I satisfied him on that point by saying that he could speak no language but the German and English.
“I’m plaguy glad o’ dat,” said the cook. “I was mighty ‘fraid he was a Fin. I tell you what, I been plaguy civil to that man all the voyage.”
I asked him the reason of this, and found that he was fully possesed with the notion that Fins are wizards, and especially have power over winds and storms. I tried to reason with him about it, but he was not to be moved. He had been in a vessel to the Sandwich Islands, in which the sail-maker was a Fin, and could do anything he was of a mind to…
As I still doubted, he said he would leave it to John, who was the oldest seaman aboard, and would know, if anybody did. John, to be sure, was the oldest, and at the same time the most ignorant, man in the ship; but I consented to have him called. The cook stated the matter to him, and John, as I anticipated, sided with the cook, and said that he himself had been in a ship where they had a head wind for a fortnight and the captain found out at last that one of the men, whom he had had some hard words with a short time before, was a Fin, and immediately told him if he didn’t stop the head wind he would shut him down in the fore peak. The Fin would not give in, and the captain shut him down in the fore peak, and would not give him anything to eat. The Fin held out for a day and a half, when he could not stand it any longer, and did something or other which brought the wind round again, and they let him up.
“There,” said the cook, “what you think o’ dat?”
I told him I had no doubt it was true, and that it would have been odd if the wind had not changed in fifteen days, Fin or no Fin.
“Oh,” says he, “go ’way! You think, ’cause you been to college, you know better than anybody. You know better than them as has seen it with their own eyes. You wait till you’ve been to sea as long as I have, and you’ll know.”
Third, Danse Macabre (1981) by Stephen King.

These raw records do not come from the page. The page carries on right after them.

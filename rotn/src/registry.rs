//! Named registration of encryptor factories.
//!
//! The host engine looks encryptors up by the `name` in an
//! `encryption=(name=...)` directive. Factories are registered once, before
//! any table is opened, and stay registered for the life of the registry.

use crate::config::EncryptionConfig;
use crate::encryptor::{Encryptor, EncryptorFactory, RotNEncryptor, ROTN_NAME};
use crate::error::Error;
use std::collections::BTreeMap;
use std::sync::Arc;
use tracing::debug;

/// Table of registered encryptor factories.
///
/// # Example
///
/// ```
/// use rotn::registry::EncryptorRegistry;
///
/// # fn main() -> Result<(), rotn::error::Error> {
/// let registry = EncryptorRegistry::with_rotn();
/// let log = registry
///     .open("log=(enabled=true),encryption=(name=rotn,keyid=system,secretkey=system_password)")?
///     .expect("encryption configured");
/// assert_eq!(log.sizing(), 20);
/// log.terminate();
/// # Ok(())
/// # }
/// ```
#[derive(Default)]
pub struct EncryptorRegistry {
    factories: BTreeMap<String, Arc<dyn EncryptorFactory>>,
}

impl EncryptorRegistry {
    /// Creates an empty registry.
    #[must_use]
    pub fn new() -> Self {
        Self::default()
    }

    /// Creates a registry with the rotation encryptor registered under
    /// [`ROTN_NAME`] using the built-in key table.
    #[must_use]
    pub fn with_rotn() -> Self {
        let mut registry = Self::new();
        registry.factories.insert(ROTN_NAME.to_string(), Arc::new(RotNEncryptor::with_default_policy()));
        registry
    }

    /// Registers `factory` under `name`.
    ///
    /// # Errors
    ///
    /// Returns `Error::InvalidArgument` if `name` is empty or already taken.
    pub fn add_encryptor<F>(&mut self, name: impl Into<String>, factory: F) -> Result<(), Error>
    where
        F: EncryptorFactory + 'static,
    {
        let name = name.into();
        if name.is_empty() {
            return Err(Error::InvalidArgument("encryptor name must not be empty".to_string()));
        }
        if self.factories.contains_key(&name) {
            return Err(Error::InvalidArgument(format!("encryptor already registered: {name}")));
        }

        debug!(name = %name, "encryptor registered");
        self.factories.insert(name, Arc::new(factory));
        Ok(())
    }

    /// Returns `true` if an encryptor is registered under `name`.
    #[must_use]
    pub fn contains(&self, name: &str) -> bool {
        self.factories.contains_key(name)
    }

    /// Returns the registered names in sorted order.
    pub fn names(&self) -> impl Iterator<Item = &str> {
        self.factories.keys().map(String::as_str)
    }

    /// Customizes the encryptor named by `config`.
    ///
    /// # Errors
    ///
    /// Returns `Error::InvalidArgument` if `config` names no encryptor or an
    /// unregistered one, and otherwise whatever the factory's `customize`
    /// returns.
    pub fn customize(&self, config: &EncryptionConfig) -> Result<Box<dyn Encryptor>, Error> {
        let name = config
            .name()
            .ok_or_else(|| Error::InvalidArgument("encryption requires a name".to_string()))?;
        let factory = self
            .factories
            .get(name)
            .ok_or_else(|| Error::InvalidArgument(format!("unknown encryptor: {name}")))?;

        factory.customize(config)
    }

    /// Customizes the encryptor configured in an engine configuration string.
    ///
    /// Returns `Ok(None)` if the string has no `encryption=(...)` directive.
    ///
    /// # Errors
    ///
    /// Returns an error if the string is malformed or the configuration is
    /// rejected; see [`customize`](Self::customize).
    pub fn open(&self, config: &str) -> Result<Option<Box<dyn Encryptor>>, Error> {
        EncryptionConfig::parse_directive(config)?
            .map(|config| self.customize(&config))
            .transpose()
    }
}

impl std::fmt::Debug for EncryptorRegistry {
    fn fmt(&self, f: &mut std::fmt::Formatter<'_>) -> std::fmt::Result {
        f.debug_struct("EncryptorRegistry").field("names", &self.factories.keys()).finish()
    }
}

The genre we’re talking about, whether it be in terms of books, film, or TV, is really all one: make-believe horrors. And one of the questions that frequently comes up…is: Why do you want to make up horrible things when there is so much real horror in the world?The answer seems to be that we make up horrors to help us cope with the real ones. With the endless inventiveness of humankind, we grasp the very elements which are so divisive and destructive and try to turn them into tools–to dismantle themselves. The Greek term catharsis is as old as Greek drama, and it has been used rather too glibly by some practitioners in my field to justify what they do, but it still has its limited uses here. The dream of horror is in itself an out-letting and a lancing…and it may well be that the mass-media dream of horror can sometimes become a nationwide analyst’s couch.